Stored data entries
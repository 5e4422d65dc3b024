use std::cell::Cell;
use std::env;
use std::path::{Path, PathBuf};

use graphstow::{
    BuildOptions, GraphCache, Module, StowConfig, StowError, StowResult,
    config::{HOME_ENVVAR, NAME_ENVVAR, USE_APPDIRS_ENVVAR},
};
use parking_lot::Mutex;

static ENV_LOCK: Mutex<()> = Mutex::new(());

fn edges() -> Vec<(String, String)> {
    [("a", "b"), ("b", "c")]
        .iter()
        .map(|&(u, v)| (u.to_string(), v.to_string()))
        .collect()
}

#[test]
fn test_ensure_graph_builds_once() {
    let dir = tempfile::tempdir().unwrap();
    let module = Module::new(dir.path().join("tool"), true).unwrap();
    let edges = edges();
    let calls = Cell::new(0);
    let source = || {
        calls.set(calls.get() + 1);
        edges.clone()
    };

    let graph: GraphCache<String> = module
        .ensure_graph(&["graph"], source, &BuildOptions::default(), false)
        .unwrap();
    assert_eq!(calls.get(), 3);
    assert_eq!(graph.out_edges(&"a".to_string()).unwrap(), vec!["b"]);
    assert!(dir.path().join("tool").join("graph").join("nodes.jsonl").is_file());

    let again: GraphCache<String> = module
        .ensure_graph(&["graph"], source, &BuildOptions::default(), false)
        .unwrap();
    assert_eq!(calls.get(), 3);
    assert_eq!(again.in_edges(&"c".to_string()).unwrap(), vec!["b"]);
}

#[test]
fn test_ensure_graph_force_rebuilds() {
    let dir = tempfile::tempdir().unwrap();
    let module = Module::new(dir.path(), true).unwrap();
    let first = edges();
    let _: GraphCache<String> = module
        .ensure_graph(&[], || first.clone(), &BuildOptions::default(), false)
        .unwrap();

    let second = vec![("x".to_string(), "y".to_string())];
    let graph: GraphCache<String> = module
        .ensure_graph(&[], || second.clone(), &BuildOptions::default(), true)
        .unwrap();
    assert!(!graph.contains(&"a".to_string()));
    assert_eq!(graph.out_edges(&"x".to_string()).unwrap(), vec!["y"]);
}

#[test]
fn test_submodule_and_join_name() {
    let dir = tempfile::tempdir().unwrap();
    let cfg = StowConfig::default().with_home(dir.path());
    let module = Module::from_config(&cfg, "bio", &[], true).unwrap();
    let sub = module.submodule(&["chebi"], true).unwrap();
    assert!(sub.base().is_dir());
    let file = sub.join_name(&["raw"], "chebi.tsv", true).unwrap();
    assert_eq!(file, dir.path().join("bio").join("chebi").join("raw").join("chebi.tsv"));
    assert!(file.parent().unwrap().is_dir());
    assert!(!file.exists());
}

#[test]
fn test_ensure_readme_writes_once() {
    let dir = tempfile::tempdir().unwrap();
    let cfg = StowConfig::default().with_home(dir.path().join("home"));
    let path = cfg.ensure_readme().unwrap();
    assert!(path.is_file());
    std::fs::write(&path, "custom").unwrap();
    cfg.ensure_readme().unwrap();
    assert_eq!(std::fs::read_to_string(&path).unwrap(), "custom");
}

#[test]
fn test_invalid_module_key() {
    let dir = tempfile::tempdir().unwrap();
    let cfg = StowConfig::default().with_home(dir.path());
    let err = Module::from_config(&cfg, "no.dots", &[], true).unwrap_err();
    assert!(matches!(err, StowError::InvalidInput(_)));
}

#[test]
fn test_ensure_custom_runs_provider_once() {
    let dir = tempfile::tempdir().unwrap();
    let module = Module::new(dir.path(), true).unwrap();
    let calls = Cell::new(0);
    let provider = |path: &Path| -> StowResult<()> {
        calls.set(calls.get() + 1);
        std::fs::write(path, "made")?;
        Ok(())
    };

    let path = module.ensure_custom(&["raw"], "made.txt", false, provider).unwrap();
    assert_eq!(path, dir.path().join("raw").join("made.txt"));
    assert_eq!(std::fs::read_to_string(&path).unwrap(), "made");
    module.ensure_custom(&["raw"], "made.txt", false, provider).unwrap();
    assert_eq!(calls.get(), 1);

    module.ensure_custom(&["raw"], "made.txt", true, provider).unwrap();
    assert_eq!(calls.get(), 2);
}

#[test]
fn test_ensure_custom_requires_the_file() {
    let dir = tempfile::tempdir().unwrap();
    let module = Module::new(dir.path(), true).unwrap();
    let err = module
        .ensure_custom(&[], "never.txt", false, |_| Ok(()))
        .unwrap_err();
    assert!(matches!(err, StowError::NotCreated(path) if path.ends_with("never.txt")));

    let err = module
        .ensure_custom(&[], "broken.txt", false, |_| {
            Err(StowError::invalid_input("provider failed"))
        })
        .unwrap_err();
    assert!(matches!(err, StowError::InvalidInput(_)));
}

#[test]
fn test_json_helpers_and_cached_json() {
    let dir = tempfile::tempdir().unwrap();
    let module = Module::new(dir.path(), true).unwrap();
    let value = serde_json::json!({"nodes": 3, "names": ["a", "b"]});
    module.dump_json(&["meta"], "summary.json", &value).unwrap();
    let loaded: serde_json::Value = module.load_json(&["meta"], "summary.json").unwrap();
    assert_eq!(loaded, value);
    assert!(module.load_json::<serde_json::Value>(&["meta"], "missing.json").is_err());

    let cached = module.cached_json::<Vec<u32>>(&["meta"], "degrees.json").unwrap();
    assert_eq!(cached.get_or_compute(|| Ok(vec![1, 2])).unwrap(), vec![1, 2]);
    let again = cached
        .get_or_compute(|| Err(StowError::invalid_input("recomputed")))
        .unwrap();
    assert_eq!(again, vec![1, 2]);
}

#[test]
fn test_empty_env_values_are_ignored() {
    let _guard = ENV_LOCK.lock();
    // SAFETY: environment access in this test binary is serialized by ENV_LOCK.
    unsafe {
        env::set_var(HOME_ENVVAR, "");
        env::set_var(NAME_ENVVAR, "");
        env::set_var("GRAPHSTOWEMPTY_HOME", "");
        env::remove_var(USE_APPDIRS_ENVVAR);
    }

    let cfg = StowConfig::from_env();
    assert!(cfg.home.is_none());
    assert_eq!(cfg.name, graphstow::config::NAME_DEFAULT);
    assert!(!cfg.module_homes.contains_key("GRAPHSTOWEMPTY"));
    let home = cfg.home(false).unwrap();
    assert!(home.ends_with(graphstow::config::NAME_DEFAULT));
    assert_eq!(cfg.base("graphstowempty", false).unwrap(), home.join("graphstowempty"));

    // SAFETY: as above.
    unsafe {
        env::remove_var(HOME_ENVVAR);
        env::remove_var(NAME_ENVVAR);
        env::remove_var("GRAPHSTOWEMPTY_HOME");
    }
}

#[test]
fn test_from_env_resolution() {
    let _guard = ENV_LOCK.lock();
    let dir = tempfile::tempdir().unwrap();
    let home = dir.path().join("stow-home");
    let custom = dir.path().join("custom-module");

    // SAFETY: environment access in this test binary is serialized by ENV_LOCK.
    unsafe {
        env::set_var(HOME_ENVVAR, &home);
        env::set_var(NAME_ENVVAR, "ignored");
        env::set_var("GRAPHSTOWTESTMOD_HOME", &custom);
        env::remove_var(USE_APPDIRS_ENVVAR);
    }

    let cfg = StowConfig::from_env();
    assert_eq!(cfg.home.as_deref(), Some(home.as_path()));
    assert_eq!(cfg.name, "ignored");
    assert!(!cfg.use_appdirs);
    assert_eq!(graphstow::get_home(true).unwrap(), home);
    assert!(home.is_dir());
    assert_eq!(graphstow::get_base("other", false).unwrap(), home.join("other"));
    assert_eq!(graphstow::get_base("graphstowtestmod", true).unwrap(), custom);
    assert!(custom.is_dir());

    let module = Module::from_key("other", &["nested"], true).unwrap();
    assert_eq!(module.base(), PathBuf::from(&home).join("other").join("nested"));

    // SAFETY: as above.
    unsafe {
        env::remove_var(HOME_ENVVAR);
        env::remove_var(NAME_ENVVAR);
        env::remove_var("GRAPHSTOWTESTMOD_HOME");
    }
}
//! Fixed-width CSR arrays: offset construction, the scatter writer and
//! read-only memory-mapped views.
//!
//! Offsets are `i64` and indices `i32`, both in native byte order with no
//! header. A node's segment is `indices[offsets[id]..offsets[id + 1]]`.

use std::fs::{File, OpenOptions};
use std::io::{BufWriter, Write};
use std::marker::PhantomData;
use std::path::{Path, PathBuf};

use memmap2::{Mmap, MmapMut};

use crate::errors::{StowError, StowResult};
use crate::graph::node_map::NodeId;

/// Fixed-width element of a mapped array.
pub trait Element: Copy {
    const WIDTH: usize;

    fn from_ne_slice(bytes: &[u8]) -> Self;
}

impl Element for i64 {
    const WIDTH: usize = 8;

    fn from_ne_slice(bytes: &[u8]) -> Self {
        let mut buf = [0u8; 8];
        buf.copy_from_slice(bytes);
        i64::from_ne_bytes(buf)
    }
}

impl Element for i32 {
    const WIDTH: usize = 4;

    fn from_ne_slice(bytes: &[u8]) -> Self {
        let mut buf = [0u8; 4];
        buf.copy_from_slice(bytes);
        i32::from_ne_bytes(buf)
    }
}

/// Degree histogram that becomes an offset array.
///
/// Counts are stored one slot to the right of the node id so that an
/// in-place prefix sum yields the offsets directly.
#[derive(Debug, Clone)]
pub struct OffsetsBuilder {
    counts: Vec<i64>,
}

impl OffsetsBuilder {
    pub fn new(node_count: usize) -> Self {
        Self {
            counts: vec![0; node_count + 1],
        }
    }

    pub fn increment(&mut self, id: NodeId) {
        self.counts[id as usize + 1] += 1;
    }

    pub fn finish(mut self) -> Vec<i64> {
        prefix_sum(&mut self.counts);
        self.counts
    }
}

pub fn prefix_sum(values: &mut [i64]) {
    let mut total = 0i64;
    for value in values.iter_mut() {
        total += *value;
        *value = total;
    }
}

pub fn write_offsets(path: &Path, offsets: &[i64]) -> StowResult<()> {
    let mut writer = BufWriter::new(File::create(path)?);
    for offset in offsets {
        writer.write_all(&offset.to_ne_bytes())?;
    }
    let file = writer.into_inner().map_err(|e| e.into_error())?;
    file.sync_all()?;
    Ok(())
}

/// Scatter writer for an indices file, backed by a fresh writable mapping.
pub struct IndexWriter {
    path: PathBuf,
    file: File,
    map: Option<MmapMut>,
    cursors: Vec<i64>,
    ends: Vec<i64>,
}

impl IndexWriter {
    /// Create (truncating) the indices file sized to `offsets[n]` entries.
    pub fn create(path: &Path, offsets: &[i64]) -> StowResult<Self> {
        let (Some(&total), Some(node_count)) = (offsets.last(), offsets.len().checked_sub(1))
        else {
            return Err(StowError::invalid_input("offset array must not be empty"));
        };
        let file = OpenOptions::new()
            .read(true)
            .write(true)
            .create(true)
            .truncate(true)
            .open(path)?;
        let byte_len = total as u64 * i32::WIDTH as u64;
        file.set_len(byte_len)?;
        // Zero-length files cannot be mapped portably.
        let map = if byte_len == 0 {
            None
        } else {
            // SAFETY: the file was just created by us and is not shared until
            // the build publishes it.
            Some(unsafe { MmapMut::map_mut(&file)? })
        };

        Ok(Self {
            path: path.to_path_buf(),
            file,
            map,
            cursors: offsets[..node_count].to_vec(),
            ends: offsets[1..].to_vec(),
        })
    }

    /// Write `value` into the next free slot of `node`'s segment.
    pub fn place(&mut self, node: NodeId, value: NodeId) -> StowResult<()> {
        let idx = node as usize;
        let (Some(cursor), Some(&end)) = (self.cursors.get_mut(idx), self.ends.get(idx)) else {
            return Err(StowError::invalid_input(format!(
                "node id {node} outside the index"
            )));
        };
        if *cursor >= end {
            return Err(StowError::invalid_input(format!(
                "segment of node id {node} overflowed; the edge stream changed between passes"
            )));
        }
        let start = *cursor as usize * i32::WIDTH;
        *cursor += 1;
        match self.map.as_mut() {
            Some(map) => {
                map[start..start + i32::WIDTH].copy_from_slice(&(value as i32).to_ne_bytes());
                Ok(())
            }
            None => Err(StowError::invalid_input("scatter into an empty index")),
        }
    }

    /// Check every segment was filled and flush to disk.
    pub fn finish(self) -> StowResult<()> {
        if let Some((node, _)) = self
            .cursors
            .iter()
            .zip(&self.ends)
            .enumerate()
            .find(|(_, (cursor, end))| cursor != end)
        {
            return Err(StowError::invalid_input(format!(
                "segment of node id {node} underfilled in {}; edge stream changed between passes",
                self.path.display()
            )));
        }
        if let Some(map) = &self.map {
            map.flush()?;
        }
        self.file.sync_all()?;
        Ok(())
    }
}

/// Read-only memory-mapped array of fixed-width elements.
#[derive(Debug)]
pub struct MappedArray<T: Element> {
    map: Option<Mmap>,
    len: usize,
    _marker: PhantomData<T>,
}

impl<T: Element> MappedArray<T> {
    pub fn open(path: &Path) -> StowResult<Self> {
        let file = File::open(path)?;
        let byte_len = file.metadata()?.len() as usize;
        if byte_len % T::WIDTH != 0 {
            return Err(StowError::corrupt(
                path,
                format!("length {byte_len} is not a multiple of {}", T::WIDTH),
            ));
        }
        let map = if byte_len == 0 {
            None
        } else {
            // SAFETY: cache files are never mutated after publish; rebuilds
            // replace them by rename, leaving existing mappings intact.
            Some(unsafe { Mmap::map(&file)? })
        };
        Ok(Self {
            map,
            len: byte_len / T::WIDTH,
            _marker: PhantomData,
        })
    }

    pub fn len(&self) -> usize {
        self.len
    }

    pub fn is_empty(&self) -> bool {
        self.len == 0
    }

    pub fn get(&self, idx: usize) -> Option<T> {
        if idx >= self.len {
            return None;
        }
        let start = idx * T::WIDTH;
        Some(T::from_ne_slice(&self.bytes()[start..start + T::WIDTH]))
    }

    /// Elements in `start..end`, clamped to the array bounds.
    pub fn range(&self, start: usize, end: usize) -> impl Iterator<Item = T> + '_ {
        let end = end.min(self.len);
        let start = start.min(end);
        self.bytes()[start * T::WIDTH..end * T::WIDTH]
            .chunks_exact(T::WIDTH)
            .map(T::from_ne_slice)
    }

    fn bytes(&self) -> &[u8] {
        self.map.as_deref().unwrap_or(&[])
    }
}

**What the task requires**: In the entries above, one line contains "array must not" and another contains "let idx = node as usize;". Reproduce exactly those two lines and the lines between them, nothing else.

**Exercise result**:
            return Err(StowError::invalid_input("offset array must not be empty"));
        };
        let file = OpenOptions::new()
            .read(true)
            .write(true)
            .create(true)
            .truncate(true)
            .open(path)?;
        let byte_len = total as u64 * i32::WIDTH as u64;
        file.set_len(byte_len)?;
        // Zero-length files cannot be mapped portably.
        let map = if byte_len == 0 {
            None
        } else {
            // SAFETY: the file was just created by us and is not shared until
            // the build publishes it.
            Some(unsafe { MmapMut::map_mut(&file)? })
        };

        Ok(Self {
            path: path.to_path_buf(),
            file,
            map,
            cursors: offsets[..node_count].to_vec(),
            ends: offsets[1..].to_vec(),
        })
    }

    /// Write `value` into the next free slot of `node`'s segment.
    pub fn place(&mut self, node: NodeId, value: NodeId) -> StowResult<()> {
        let idx = node as usize;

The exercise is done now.